● **Task statement**: With both ends included, repeat exactly the lines of the entries below from the one containing "fields.join(SEPARATOR)" down to the one containing "must be 1 or", and no others.
#### Given information
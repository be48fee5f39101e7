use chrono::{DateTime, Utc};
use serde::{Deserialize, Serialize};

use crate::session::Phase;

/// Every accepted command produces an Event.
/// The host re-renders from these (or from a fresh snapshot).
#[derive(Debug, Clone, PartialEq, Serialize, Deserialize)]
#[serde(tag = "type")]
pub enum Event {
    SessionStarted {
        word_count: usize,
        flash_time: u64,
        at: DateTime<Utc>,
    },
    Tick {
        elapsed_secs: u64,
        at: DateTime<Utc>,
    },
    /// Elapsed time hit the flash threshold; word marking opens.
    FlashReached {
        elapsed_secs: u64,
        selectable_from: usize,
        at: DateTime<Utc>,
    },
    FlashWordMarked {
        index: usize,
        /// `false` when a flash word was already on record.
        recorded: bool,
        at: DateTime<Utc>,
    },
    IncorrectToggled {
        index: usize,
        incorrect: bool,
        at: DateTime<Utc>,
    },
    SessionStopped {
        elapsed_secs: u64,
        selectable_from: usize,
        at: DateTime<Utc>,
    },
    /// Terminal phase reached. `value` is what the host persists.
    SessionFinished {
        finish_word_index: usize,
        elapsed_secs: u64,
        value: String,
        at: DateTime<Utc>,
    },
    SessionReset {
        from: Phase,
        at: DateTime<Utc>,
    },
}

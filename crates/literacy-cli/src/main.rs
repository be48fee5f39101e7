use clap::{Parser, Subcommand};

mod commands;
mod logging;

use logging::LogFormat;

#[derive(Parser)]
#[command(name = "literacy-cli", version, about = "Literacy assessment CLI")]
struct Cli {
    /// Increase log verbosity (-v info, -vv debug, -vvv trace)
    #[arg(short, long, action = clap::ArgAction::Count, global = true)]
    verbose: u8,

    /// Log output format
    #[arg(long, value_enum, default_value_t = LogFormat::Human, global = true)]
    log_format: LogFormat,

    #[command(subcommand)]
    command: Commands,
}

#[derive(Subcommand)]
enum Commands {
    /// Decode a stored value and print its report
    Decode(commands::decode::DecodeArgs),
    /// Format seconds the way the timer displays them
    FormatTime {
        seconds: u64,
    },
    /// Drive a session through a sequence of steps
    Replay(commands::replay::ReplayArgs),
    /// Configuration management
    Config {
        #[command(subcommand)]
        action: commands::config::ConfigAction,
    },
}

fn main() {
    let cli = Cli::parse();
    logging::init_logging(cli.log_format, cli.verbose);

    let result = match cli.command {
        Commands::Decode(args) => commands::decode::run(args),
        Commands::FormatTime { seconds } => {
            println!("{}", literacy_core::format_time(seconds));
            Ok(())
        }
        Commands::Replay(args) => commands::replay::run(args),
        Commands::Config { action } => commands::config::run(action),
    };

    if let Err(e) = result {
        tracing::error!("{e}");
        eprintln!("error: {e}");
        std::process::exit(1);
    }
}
########
#### Given information
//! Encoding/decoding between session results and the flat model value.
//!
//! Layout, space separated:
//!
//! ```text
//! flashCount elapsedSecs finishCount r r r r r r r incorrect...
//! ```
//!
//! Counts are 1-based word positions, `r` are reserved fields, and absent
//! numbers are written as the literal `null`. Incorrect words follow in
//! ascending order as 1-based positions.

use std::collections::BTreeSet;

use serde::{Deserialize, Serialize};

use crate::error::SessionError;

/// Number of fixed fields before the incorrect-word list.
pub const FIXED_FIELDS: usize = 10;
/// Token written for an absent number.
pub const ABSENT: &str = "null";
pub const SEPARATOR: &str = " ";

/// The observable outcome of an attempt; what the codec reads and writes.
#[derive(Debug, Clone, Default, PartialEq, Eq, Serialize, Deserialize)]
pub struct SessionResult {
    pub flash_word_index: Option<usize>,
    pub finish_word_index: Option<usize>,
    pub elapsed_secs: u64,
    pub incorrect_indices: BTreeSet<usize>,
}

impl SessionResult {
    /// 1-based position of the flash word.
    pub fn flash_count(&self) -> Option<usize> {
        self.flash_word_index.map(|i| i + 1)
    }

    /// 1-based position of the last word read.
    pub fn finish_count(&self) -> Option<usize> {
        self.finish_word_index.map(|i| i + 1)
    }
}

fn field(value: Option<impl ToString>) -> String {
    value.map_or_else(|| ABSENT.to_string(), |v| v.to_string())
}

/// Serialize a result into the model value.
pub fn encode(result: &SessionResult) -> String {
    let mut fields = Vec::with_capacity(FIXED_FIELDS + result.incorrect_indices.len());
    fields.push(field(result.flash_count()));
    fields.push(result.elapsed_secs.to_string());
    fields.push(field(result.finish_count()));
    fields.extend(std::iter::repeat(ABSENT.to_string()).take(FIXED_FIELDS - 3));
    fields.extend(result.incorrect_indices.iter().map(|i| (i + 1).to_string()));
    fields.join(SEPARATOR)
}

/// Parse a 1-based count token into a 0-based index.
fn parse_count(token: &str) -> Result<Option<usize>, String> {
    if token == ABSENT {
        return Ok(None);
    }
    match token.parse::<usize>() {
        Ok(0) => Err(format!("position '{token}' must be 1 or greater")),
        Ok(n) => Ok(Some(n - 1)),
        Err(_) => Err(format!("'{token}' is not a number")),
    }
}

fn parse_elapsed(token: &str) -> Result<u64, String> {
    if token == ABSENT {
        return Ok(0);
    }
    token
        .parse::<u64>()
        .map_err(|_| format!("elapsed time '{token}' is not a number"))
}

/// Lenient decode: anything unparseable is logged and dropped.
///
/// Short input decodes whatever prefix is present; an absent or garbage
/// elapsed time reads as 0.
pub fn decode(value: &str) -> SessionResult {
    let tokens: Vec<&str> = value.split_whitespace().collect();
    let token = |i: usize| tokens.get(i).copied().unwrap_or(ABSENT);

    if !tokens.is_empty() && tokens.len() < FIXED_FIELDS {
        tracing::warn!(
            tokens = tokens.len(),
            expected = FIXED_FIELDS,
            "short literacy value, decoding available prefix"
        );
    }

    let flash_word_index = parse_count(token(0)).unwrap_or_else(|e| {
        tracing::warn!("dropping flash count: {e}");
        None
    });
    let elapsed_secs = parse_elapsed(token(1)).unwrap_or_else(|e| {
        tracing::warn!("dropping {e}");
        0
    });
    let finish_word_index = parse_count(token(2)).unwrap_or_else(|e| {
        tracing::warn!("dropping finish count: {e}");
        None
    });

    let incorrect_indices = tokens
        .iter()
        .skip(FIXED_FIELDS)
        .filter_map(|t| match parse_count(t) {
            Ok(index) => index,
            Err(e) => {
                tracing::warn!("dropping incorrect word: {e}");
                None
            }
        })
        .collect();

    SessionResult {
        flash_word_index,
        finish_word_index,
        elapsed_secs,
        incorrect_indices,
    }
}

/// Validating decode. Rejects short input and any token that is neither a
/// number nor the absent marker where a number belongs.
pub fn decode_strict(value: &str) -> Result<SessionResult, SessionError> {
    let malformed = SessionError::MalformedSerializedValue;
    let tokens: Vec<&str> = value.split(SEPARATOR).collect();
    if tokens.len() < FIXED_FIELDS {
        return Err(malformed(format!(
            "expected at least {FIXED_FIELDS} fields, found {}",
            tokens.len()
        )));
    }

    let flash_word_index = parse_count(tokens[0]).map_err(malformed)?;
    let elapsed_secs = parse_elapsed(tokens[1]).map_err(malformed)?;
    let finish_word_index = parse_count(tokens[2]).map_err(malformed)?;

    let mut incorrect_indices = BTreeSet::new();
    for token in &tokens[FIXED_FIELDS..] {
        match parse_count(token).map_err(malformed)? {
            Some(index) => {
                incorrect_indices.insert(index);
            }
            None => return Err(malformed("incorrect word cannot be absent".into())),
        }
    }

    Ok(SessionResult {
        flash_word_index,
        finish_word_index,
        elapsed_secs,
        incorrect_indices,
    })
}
########
● **Solution to the problem**:
    fields.join(SEPARATOR)
}

/// Parse a 1-based count token into a 0-based index.
fn parse_count(token: &str) -> Result<Option<usize>, String> {
    if token == ABSENT {
        return Ok(None);
    }
    match token.parse::<usize>() {
        Ok(0) => Err(format!("position '{token}' must be 1 or greater")),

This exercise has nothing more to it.